// TUI application state
//
// The App serializes one request/response/animate cycle at a time: a
// submission spawns one background request task, the render loop polls its
// oneshot receiver every tick, and the reply is handed to the animator
// exactly once. While either the request or the animation is active, new
// submissions bounce off with a toast.

use super::input::InputLine;
use super::modal::Modal;
use super::toast::Toast;
use crate::commands::Command;
use crate::config::Config;
use crate::demo;
use crate::llm::LlmClient;
use crate::rain::{Grid, RevealAnimator};
use crate::session::{self, ChatSession};
use anyhow::Result;
use std::path::PathBuf;
use std::sync::Arc;
use std::time::{Duration, Instant};
use tokio::sync::oneshot;
use tokio::task::JoinHandle;

/// Hard cap on per-request response tokens; the baseline from config is
/// raised by a rough prompt-length estimate up to this
const RESPONSE_TOKEN_CAP: u32 = 300;

/// What the request worker hands back
type ReplyResult = Result<String, String>;

/// Single-slot handoff from the request worker to the render loop
pub struct PendingReply {
    rx: oneshot::Receiver<ReplyResult>,
    task: JoinHandle<()>,
    started: Instant,
}

/// Main application state for the TUI
pub struct App {
    pub config: Config,
    pub session: ChatSession,

    /// Character buffer for the rain pane
    pub grid: Grid,

    /// Current animation run, if any; kept after finishing so the settled
    /// text stays on screen
    pub animator: Option<RevealAnimator>,

    /// Outstanding completion request, at most one
    pub pending: Option<PendingReply>,

    pub input: InputLine,
    pub modal: Option<Modal>,
    pub toast: Option<Toast>,
    pub should_quit: bool,

    /// None in demo mode
    client: Option<Arc<LlmClient>>,

    /// Counts demo submissions to rotate canned replies
    demo_turn: usize,
}

impl App {
    pub fn new(config: Config) -> Result<Self> {
        let client = match (&config.api_key, config.demo_mode) {
            (Some(key), false) => Some(Arc::new(LlmClient::new(
                key.clone(),
                config.api_base.clone(),
                Duration::from_secs(config.request_timeout_secs),
            )?)),
            _ => None,
        };
        let session = ChatSession::new(&config.system_prompt);
        Ok(Self {
            config,
            session,
            grid: Grid::new(80, 24),
            animator: None,
            pending: None,
            input: InputLine::default(),
            modal: None,
            toast: None,
            should_quit: false,
            client,
            demo_turn: 0,
        })
    }

    /// A request is in flight or an animation is still running
    pub fn busy(&self) -> bool {
        self.pending.is_some() || self.animator.as_ref().is_some_and(|a| !a.is_finished())
    }

    /// Start animating a message on the current viewport
    pub fn reveal(&mut self, text: &str) {
        let animator = RevealAnimator::new(text, self.grid.width(), self.grid.height());
        self.grid.draw_frame(animator.columns(), animator.targets());
        self.animator = Some(animator);
    }

    pub fn show_toast(&mut self, message: impl Into<String>) {
        self.toast = Some(Toast::new(message));
    }

    /// Confirmation messages go through the animation when the screen is
    /// free, otherwise as a toast so they don't cut a running reveal short
    fn announce(&mut self, text: impl Into<String>) {
        let text = text.into();
        if self.busy() {
            self.show_toast(text);
        } else {
            self.reveal(&text);
        }
    }

    /// Submit a chat message: one request, one animation, strictly
    /// serialized. Rejects with a toast while either is active.
    pub fn submit(&mut self, text: String) {
        if self.busy() {
            self.show_toast("Hold on - still working on the previous message");
            return;
        }

        self.session.record_history(&text);
        self.session.push_user(&text);
        let max_tokens = (self.config.max_tokens + text.len() as u32 / 4).min(RESPONSE_TOKEN_CAP);

        let (tx, rx) = oneshot::channel();
        let task = if self.config.demo_mode {
            let turn = self.demo_turn;
            self.demo_turn += 1;
            tokio::spawn(async move {
                tokio::time::sleep(demo::RESPONSE_DELAY).await;
                let _ = tx.send(Ok(demo::reply(turn).to_string()));
            })
        } else if let Some(client) = &self.client {
            let client = Arc::clone(client);
            let model = self.config.model.clone();
            let turns = self.session.turns().to_vec();
            tokio::spawn(async move {
                let result = client
                    .complete(&model, &turns, max_tokens)
                    .await
                    .map_err(|e| format!("{:#}", e));
                let _ = tx.send(result);
            })
        } else {
            tokio::spawn(async move {
                let _ = tx.send(Err("no API key configured (set OPENAI_API_KEY)".to_string()));
            })
        };

        tracing::info!(turns = self.session.turn_count(), "dispatched completion request");
        self.pending = Some(PendingReply {
            rx,
            task,
            started: Instant::now(),
        });
    }

    /// One frame of work: poll the outstanding request, advance the
    /// animation, expire the toast. Called from the event loop tick.
    pub fn on_tick(&mut self) {
        self.poll_pending();

        if let Some(animator) = &mut self.animator {
            if !animator.is_finished() {
                animator.tick(Instant::now());
            }
            self.grid.draw_frame(animator.columns(), animator.targets());
        }

        if self.toast.as_ref().is_some_and(|t| t.is_expired()) {
            self.toast = None;
        }
    }

    /// Non-blocking check of the single-slot completion handoff
    fn poll_pending(&mut self) {
        let Some(pending) = &mut self.pending else {
            return;
        };
        match pending.rx.try_recv() {
            Ok(result) => {
                let elapsed = pending.started.elapsed();
                self.pending = None;
                match result {
                    Ok(text) => {
                        tracing::info!(elapsed_ms = elapsed.as_millis() as u64, "reply received");
                        let text = session::truncate_reply(text);
                        self.session.push_assistant(&text);
                        self.reveal(&text);
                    }
                    Err(message) => {
                        tracing::warn!(error = %message, "completion failed");
                        self.reveal(&format!("Error: {}", message));
                    }
                }
            }
            Err(oneshot::error::TryRecvError::Empty) => {}
            Err(oneshot::error::TryRecvError::Closed) => {
                self.pending = None;
                self.reveal("Error: the request worker dropped its reply.");
            }
        }
    }

    /// Apply a parsed slash-command
    pub fn handle_command(&mut self, command: Command) {
        match command {
            Command::Help => self.modal = Some(Modal::help()),
            Command::Quit => self.should_quit = true,
            Command::Clear => {
                self.session.clear();
                self.announce("Conversation history cleared.");
            }
            Command::Save => self.save_transcript(),
            Command::Model(name) => {
                tracing::info!(from = %self.config.model, to = %name, "model switched");
                self.config.model = name;
                self.announce(format!("Model changed to {}.", self.config.model));
            }
            Command::System => {
                let info = self.system_info();
                self.announce(info);
            }
            Command::Color(color) => {
                self.config.color = color;
                self.announce(format!("Rain color changed to {}.", color.name()));
            }
        }
    }

    fn save_transcript(&mut self) {
        let filename = format!(
            "trinity-{}.txt",
            chrono::Local::now().format("%Y%m%d-%H%M%S")
        );
        let path = PathBuf::from(filename);
        match self.session.save_transcript(&path) {
            Ok(()) => self.announce(format!("Conversation saved to {}", path.display())),
            Err(e) => self.announce(format!("Error saving conversation: {:#}", e)),
        }
    }

    fn system_info(&self) -> String {
        let key_status = if self.config.demo_mode {
            "demo mode (no key needed)"
        } else if self.config.api_key.is_some() {
            "configured"
        } else {
            "not configured"
        };
        format!(
            "Viewport: {}x{} characters\nCurrent model: {}\nMaximum tokens: {}\nHistory: {} messages\nAPI key: {}",
            self.grid.width(),
            self.grid.height(),
            self.config.model,
            self.config.max_tokens,
            self.session.turn_count(),
            key_status,
        )
    }

    /// Resize the rain pane; a running animation keeps its layout and is
    /// clipped by the grid until the next reveal
    pub fn resize_grid(&mut self, width: u16, height: u16) {
        self.grid.resize(width, height);
        if let Some(animator) = &self.animator {
            self.grid.draw_frame(animator.columns(), animator.targets());
        }
    }

    /// Abort the outstanding request, if any. Best-effort: the worker may
    /// still run to completion, its result is discarded.
    pub fn shutdown(&mut self) {
        if let Some(pending) = self.pending.take() {
            pending.task.abort();
        }
    }
}

#[cfg(test)]
mod tests {
    use super::*;
    use crate::theme::RainColor;

    fn demo_config() -> Config {
        Config {
            demo_mode: true,
            ..Config::default()
        }
    }

    #[tokio::test]
    async fn second_submission_is_rejected_while_busy() {
        let mut app = App::new(demo_config()).unwrap();
        app.submit("first".to_string());
        assert!(app.busy());
        assert_eq!(app.session.turn_count(), 1);

        app.submit("second".to_string());
        // Rejected: no new turn, a busy toast instead
        assert_eq!(app.session.turn_count(), 1);
        assert!(app.toast.is_some());
        app.shutdown();
    }

    #[tokio::test(start_paused = true)]
    async fn demo_reply_lands_as_one_animation() {
        let mut app = App::new(demo_config()).unwrap();
        app.submit("hello".to_string());

        // Let the canned-reply worker run its artificial delay
        tokio::time::sleep(demo::RESPONSE_DELAY + Duration::from_millis(100)).await;
        app.on_tick();

        assert!(app.pending.is_none());
        assert_eq!(app.session.turn_count(), 2);
        let animator = app.animator.as_ref().expect("reply should animate");
        assert!(!animator.targets().is_empty());
    }

    #[tokio::test]
    async fn animation_in_progress_counts_as_busy() {
        let mut app = App::new(demo_config()).unwrap();
        app.reveal("welcome message");
        assert!(app.busy());

        app.submit("too early".to_string());
        assert_eq!(app.session.turn_count(), 0);
        assert!(app.toast.is_some());
    }

    #[tokio::test]
    async fn color_command_applies_immediately() {
        let mut app = App::new(demo_config()).unwrap();
        app.handle_command(Command::Color(RainColor::Red));
        assert_eq!(app.config.color, RainColor::Red);
        // Idle screen: the confirmation animates
        assert!(app.animator.is_some());
    }

    #[tokio::test]
    async fn color_command_during_animation_becomes_a_toast() {
        let mut app = App::new(demo_config()).unwrap();
        app.reveal("long welcome message that is still running");
        app.handle_command(Command::Color(RainColor::Cyan));
        assert_eq!(app.config.color, RainColor::Cyan);
        assert!(app.toast.is_some());
    }

    #[tokio::test]
    async fn quit_command_sets_the_flag() {
        let mut app = App::new(demo_config()).unwrap();
        app.handle_command(Command::Quit);
        assert!(app.should_quit);
    }

    #[tokio::test]
    async fn clear_command_resets_turns() {
        let mut app = App::new(demo_config()).unwrap();
        app.session.push_user("hello");
        app.session.push_assistant("hi");
        app.handle_command(Command::Clear);
        assert_eq!(app.session.turn_count(), 0);
    }
}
--------------------------------------------------
### Exercise prompt
Filter this listing and copy only the lines holding the word "announce".

### Exercise result
    fn announce(&mut self, text: impl Into<String>) {
                self.announce("Conversation history cleared.");
                self.announce(format!("Model changed to {}.", self.config.model));
                self.announce(info);
                self.announce(format!("Rain color changed to {}.", color.name()));
            Ok(()) => self.announce(format!("Conversation saved to {}", path.display())),
            Err(e) => self.announce(format!("Error saving conversation: {:#}", e)),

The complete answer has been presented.